El día que se me salió el corazón | una metáfora del trauma 

[…] Cuando se me salió el corazón, lo recogí apresuradamente, antes de que lo viera nadie.  

Lo coloqué en su sitio como pude, con mucho dolor a través de la herida. Miré a mi alrededor para asegurarme de que no había nadie, y abandoné el lugar tembloroso, dejando un charco de sangre púrpura en el suelo. […] 

Cuando se me salió el corazón, lo recogí apresuradamente, antes de que lo viera nadie.  

Lo coloqué en su sitio como pude, con mucho dolor a través de la herida. Miré a mi alrededor para asegurarme de que no había nadie, y abandoné el lugar tembloroso, dejando un charco de sangre púrpura en el suelo.  

Al llegar a casa, guardé la ropa ensangrentada en un armario de la entrada. Y me duché como pude, confiando en que siguiera latiendo.  

Sin creerme lo que había pasado, me metí en la cama.  

Al día siguiente, todo parece invención mía. ¿Habría sido un sueño? Seguro que sí. A nadie se le sale un órgano vital así por así, ni sigue vivo tras un evento tan grave.  

Pensé en contarlo a mis padres o a algún amigo de mi confianza. Pero algo muy dentro de mí me decía que no me iban a creer. Que dirían que exageraba o que eran cosas mías.  

No les culpo. A fin de cuentas, nadie sobrevive a una extracorpórea, ni mucho menos lo resuelve con sus propias manos.  

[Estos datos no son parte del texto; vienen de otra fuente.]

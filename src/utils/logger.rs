use tracing_subscriber::{layer::SubscriberExt, util::SubscriberInitExt, EnvFilter};

pub fn init_cli_logger(verbose: bool) {
    let filter = if verbose {
        EnvFilter::try_from_default_env()
            .unwrap_or_else(|_| EnvFilter::new("model_cache=debug,info"))
    } else {
        EnvFilter::try_from_default_env().unwrap_or_else(|_| EnvFilter::new("model_cache=info"))
    };

    tracing_subscriber::registry()
        .with(filter)
        .with(
            tracing_subscriber::fmt::layer()
                .with_target(false)
                .with_thread_ids(false)
                .with_file(false)
                .with_line_number(false)
                .compact(),
        )
        .init();
}

pub fn init_service_logger() {
    let filter =
        EnvFilter::try_from_default_env().unwrap_or_else(|_| EnvFilter::new("model_cache=info"));

    tracing_subscriber::registry()
        .with(filter)
        .with(
            tracing_subscriber::fmt::layer()
                .with_target(false)
                .with_thread_ids(false)
                .with_file(false)
                .with_line_number(false)
                .json(), // JSON format for log aggregation in request-serving processes
        )
        .init();
}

El día después, marche al colegio, a la universidad, al trabajo… con mis amigos, con mi pareja, con mi hija, sin decir nada. Pero con una sensación de irrealidad que tiñe y dificulta toda mi vida. A ratos, pienso que no pasó; otras veces que fue verdad, y no soy más que un fantasma flotando, atrapado en el tiempo.  

De vez en cuando, coloco la mano en mi pecho, y no siento el latido. Otras veces sí que late, demasiado fuerte. ¿Serán cosas mías? 

Seguro que sí. No ha pasado nada, mira, sigo aquí de pie. Es evidente que estoy vivo.  

El mismo día, por la tarde, aparecen moscas en el recibidor. Y un hedor a podrido recorre la casa.  

«No hay nada en ese armario», me digo.  

«Y si lo hay», recapacito, «nadie podrá sanar esa herida».  

Estoy condenado a muerte o, qué más da, muerto en vida.  

—Algo te pasa —dice mi padre.  

—Dinos qué te ocurre, que algo podremos hacer —dice mi madre.  

—No eres el mismo —repite mi novia.  

La única que no dice nada es mi hija. Ella, sencillamente, me rehúsa y cuando tiene que pasar tiempo conmigo, llora, demandando estar con su madre.  

No saben que, cada una de sus palabras, las pequeñas, las grandes, las espontáneas y las meditadas, las que dicen y las que callan para protegerme, me recuerdan lo que paso: a mí horrorizado, boqueando de rodillas, con las manos ensangrentadas sobre el suelo.  

Decido alejarme. Es mejor así, para mí, y para ellos.  

He sellado con masilla y esparadrapo el cajón. Apenas huele. Lo he forrado con papel transparente, y he colocado un ambientador. Mantendré las ventanas abiertas, siempre, incluso durante las olas de frío. Se vive mejor así, sin esa presencia.  

Ya no veo moscas, pero el recuerdo del hedor, persiste.  

Quizás, la sangre se seque con el tiempo. Y el olor desaparezca. Ojalá la vida hiciera magia y me apartara de todo esto.  

Pero ese tiempo en el que pongo todas mis esperanzas sólo empeora las cosas, pudriendo las manchas de lo que paso, y haciendo más difícil si cabe abrir la caja y exponerse a lo que ahora hay dentro.  

El contacto duele. Si mi mujer me pone una mano encima, la aparto. Le digo que no estoy de humor, o le hago daño. Así, se enfada y no me pide explicaciones, dejándome mi espacio. Dentro, muy dentro de mí, donde todavía sangra la herida, hay algo que dice que mejor así, que con ese secreto tan turbio, no soy digno del afecto de nadie.  

Porque quiero olvidar, pero cuanto más me esfuerzo, más presente tengo esa ropa putrefacta presente en mi vida.  

Porque eso no pudo pasar. Es una locura. Nadie puede vivir son corazón, o con el corazón recolocado con sus propias manos. Nadie se resucita a sí mismo.  

Estoy loco, es un sueño o, lo que es peor, estoy muerto.  

Y no sé qué seré cuando termine este día.  

Si de ti dependiera, ¿qué me dirías? 

No lo dejes pasar, por favor. No la quiero, pero necesito tu ayuda.  


* Parece irreal, un cuento, pero es un escenario bastante común para los profesionales que trabajamos con trauma.